“Certainly,” he said. “We will begin then with you. You have a decided taint of the clever fool in your disposition. For the rest, you are a singularly honest lady; you look pretty; you inspire confidence, and you have tact. You are not, perhaps, the most perfect person I could find for the work I wish to have done, but the work presses, and it might take me months to find anyone better. The work concerns my son Charles. Do you know him?”

“No,” I said.

“He is, I am sorry to say, a very good young man. He is quixotically good. I get very little amusement out of spending money myself, but I had hoped that my only son would have some gift for it. He has none. He has never from childhood done an extravagant thing. He buys cheap clothes, and when I get angry in consequence he tells me that these are not the things which matter.

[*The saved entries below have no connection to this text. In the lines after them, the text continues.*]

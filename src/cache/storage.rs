//! Cache storage trait and SQLite implementation.

use chrono::{DateTime, Utc};
use rusqlite::{params, Connection, OptionalExtension};
use std::sync::Arc;
use tracing::{debug, info, warn};

use super::types::{CacheEntry, CacheKey, GenerationInfo, GenerationState};
use crate::db::Database;
use crate::error::{StoreError, StoreResult};
use crate::net::Response;

/// Runtime entries dropped from the live generation per eviction round.
const EVICTION_CHUNK: i64 = 16;

/// Trait for cache storage backends.
pub trait CacheStore: Send + Sync {
  /// Get the entry stored under `key` in `generation`.
  fn get(&self, generation: &str, key: &CacheKey) -> StoreResult<Option<CacheEntry>>;

  /// Store a single entry, committed before return.
  fn put(&self, entry: &CacheEntry) -> StoreResult<()>;

  /// Store a whole generation in one transaction and mark it waiting.
  /// Nothing is written if any entry fails.
  fn put_generation(&self, tag: &str, entries: &[CacheEntry]) -> StoreResult<()>;

  /// Tag of the live generation, if one has been activated.
  fn live_generation(&self) -> StoreResult<Option<String>>;

  /// Make `tag` live and delete every other generation. Returns the purged tags.
  fn activate(&self, tag: &str) -> StoreResult<Vec<String>>;

  /// All known generations, oldest first.
  fn generations(&self) -> StoreResult<Vec<GenerationInfo>>;

  /// Free space: drop the oldest non-live generation, or failing that the
  /// oldest runtime entries of the live one. Returns false if nothing was freed.
  fn evict_oldest(&self) -> StoreResult<bool>;
}

/// SQLite-based cache storage implementation.
pub struct SqliteCacheStore {
  db: Arc<Database>,
}

impl SqliteCacheStore {
  pub fn new(db: Arc<Database>) -> Self {
    Self { db }
  }

  fn write_entry(conn: &Connection, entry: &CacheEntry) -> StoreResult<()> {
    let headers = serde_json::to_string(&entry.response.headers)?;
    conn.execute(
      "INSERT OR REPLACE INTO cache_entries
         (generation, cache_key, method, url, status, headers, body, precached, stored_at)
       VALUES (?, ?, ?, ?, ?, ?, ?, ?, ?)",
      params![
        entry.generation,
        entry.key.hash,
        entry.key.method,
        entry.key.url,
        entry.response.status,
        headers,
        entry.response.body,
        entry.precached,
        entry.stored_at.timestamp_millis(),
      ],
    )?;
    Ok(())
  }

  fn try_put(&self, entry: &CacheEntry) -> StoreResult<()> {
    let mut conn = self.db.conn()?;
    let tx = conn.transaction()?;

    // The generation may have been purged since the caller picked it
    let known: Option<i64> = tx
      .query_row(
        "SELECT 1 FROM cache_generations WHERE tag = ?",
        params![entry.generation],
        |row| row.get(0),
      )
      .optional()?;
    if known.is_none() {
      debug!(generation = %entry.generation, url = %entry.key.url, "generation gone, skipping cache write");
      return Ok(());
    }

    Self::write_entry(&tx, entry)?;
    tx.commit()?;
    Ok(())
  }

  fn try_put_generation(&self, tag: &str, entries: &[CacheEntry]) -> StoreResult<()> {
    let mut conn = self.db.conn()?;
    let tx = conn.transaction()?;

    let current: Option<String> = tx
      .query_row(
        "SELECT state FROM cache_generations WHERE tag = ?",
        params![tag],
        |row| row.get(0),
      )
      .optional()?;

    // Reinstalling the live tag refreshes it in place and keeps it live
    let state = match current.as_deref().and_then(GenerationState::parse) {
      Some(GenerationState::Live) => GenerationState::Live,
      _ => {
        tx.execute(
          "DELETE FROM cache_entries WHERE generation = ?",
          params![tag],
        )?;
        GenerationState::Waiting
      }
    };

    tx.execute(
      "INSERT OR REPLACE INTO cache_generations (tag, state, created_at) VALUES (?, ?, ?)",
      params![tag, state.as_str(), Utc::now().timestamp_millis()],
    )?;

    for entry in entries {
      Self::write_entry(&tx, entry)?;
    }

    tx.commit()?;
    Ok(())
  }
}

impl CacheStore for SqliteCacheStore {
  fn get(&self, generation: &str, key: &CacheKey) -> StoreResult<Option<CacheEntry>> {
    let conn = self.db.conn()?;

    let row: Option<(String, String, u16, String, Vec<u8>, bool, i64)> = conn
      .query_row(
        "SELECT method, url, status, headers, body, precached, stored_at FROM cache_entries
         WHERE generation = ? AND cache_key = ?",
        params![generation, key.hash],
        |row| {
          Ok((
            row.get(0)?,
            row.get(1)?,
            row.get(2)?,
            row.get(3)?,
            row.get(4)?,
            row.get(5)?,
            row.get(6)?,
          ))
        },
      )
      .optional()?;

    let Some((method, url, status, headers, body, precached, stored_at)) = row else {
      return Ok(None);
    };

    Ok(Some(CacheEntry {
      key: CacheKey {
        hash: key.hash.clone(),
        method,
        url,
      },
      response: Response {
        status,
        headers: serde_json::from_str(&headers)?,
        body,
      },
      generation: generation.to_string(),
      precached,
      stored_at: from_millis(stored_at),
    }))
  }

  fn put(&self, entry: &CacheEntry) -> StoreResult<()> {
    match self.try_put(entry) {
      Err(StoreError::QuotaExceeded) => {
        warn!(url = %entry.key.url, "cache write hit storage quota, evicting");
        if self.evict_oldest()? {
          self.try_put(entry)
        } else {
          Err(StoreError::QuotaExceeded)
        }
      }
      other => other,
    }
  }

  fn put_generation(&self, tag: &str, entries: &[CacheEntry]) -> StoreResult<()> {
    match self.try_put_generation(tag, entries) {
      Err(StoreError::QuotaExceeded) => {
        warn!(generation = tag, "precache hit storage quota, evicting");
        if self.evict_oldest()? {
          self.try_put_generation(tag, entries)
        } else {
          Err(StoreError::QuotaExceeded)
        }
      }
      other => other,
    }
  }

  fn live_generation(&self) -> StoreResult<Option<String>> {
    let conn = self.db.conn()?;
    let tag = conn
      .query_row(
        "SELECT tag FROM cache_generations WHERE state = ?",
        params![GenerationState::Live.as_str()],
        |row| row.get(0),
      )
      .optional()?;
    Ok(tag)
  }

  fn activate(&self, tag: &str) -> StoreResult<Vec<String>> {
    let mut conn = self.db.conn()?;
    let tx = conn.transaction()?;

    let exists: Option<String> = tx
      .query_row(
        "SELECT state FROM cache_generations WHERE tag = ?",
        params![tag],
        |row| row.get(0),
      )
      .optional()?;
    if exists.is_none() {
      return Err(StoreError::NotFound(tag.to_string()));
    }

    let purged: Vec<String> = {
      let mut stmt = tx.prepare("SELECT tag FROM cache_generations WHERE tag != ?")?;
      let tags = stmt
        .query_map(params![tag], |row| row.get(0))?
        .collect::<Result<Vec<String>, _>>()?;
      tags
    };

    tx.execute(
      "DELETE FROM cache_entries WHERE generation != ?",
      params![tag],
    )?;
    tx.execute(
      "DELETE FROM cache_generations WHERE tag != ?",
      params![tag],
    )?;
    tx.execute(
      "UPDATE cache_generations SET state = ? WHERE tag = ?",
      params![GenerationState::Live.as_str(), tag],
    )?;
    tx.commit()?;

    info!(generation = tag, purged = ?purged, "cache generation activated");
    Ok(purged)
  }

  fn generations(&self) -> StoreResult<Vec<GenerationInfo>> {
    let conn = self.db.conn()?;
    let mut stmt = conn.prepare(
      "SELECT g.tag, g.state, g.created_at,
              (SELECT COUNT(*) FROM cache_entries e WHERE e.generation = g.tag)
       FROM cache_generations g
       ORDER BY g.created_at, g.tag",
    )?;

    let rows = stmt
      .query_map([], |row| {
        Ok((
          row.get::<_, String>(0)?,
          row.get::<_, String>(1)?,
          row.get::<_, i64>(2)?,
          row.get::<_, i64>(3)?,
        ))
      })?
      .collect::<Result<Vec<_>, _>>()?;

    Ok(
      rows
        .into_iter()
        .filter_map(|(tag, state, created_at, entries)| {
          Some(GenerationInfo {
            tag,
            state: GenerationState::parse(&state)?,
            created_at: from_millis(created_at),
            entries: entries as usize,
          })
        })
        .collect(),
    )
  }

  fn evict_oldest(&self) -> StoreResult<bool> {
    let mut conn = self.db.conn()?;
    let tx = conn.transaction()?;

    let oldest: Option<String> = tx
      .query_row(
        "SELECT tag FROM cache_generations WHERE state != ? ORDER BY created_at LIMIT 1",
        params![GenerationState::Live.as_str()],
        |row| row.get(0),
      )
      .optional()?;

    let freed = if let Some(tag) = oldest {
      tx.execute(
        "DELETE FROM cache_entries WHERE generation = ?",
        params![tag],
      )?;
      tx.execute("DELETE FROM cache_generations WHERE tag = ?", params![tag])?;
      info!(generation = %tag, "evicted cache generation");
      true
    } else {
      let removed = tx.execute(
        "DELETE FROM cache_entries WHERE rowid IN (
           SELECT rowid FROM cache_entries WHERE precached = 0
           ORDER BY stored_at LIMIT ?)",
        params![EVICTION_CHUNK],
      )?;
      debug!(removed, "evicted runtime cache entries");
      removed > 0
    };

    tx.commit()?;
    Ok(freed)
  }
}

fn from_millis(ms: i64) -> DateTime<Utc> {
  DateTime::from_timestamp_millis(ms).unwrap_or_default()
}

He might marry brilliantly, but he will not. He has decided to marry a poor girl who has worked for her living. I don’t mind that in the least, but, if you will pardon me the expression, I am damned if he is going to marry Miss Sibyl Norton.”

“What’s the matter with her?”

“Matter with her? Haven’t I said the name?—Sibyl Norton.”

“Yes, but I don’t know it.”

“You don’t want to know it. It’s a name that gives itself away. It’s obviously not a real name. It’s dishonest; it’s stagey; it makes the whole room smell of patchouli.”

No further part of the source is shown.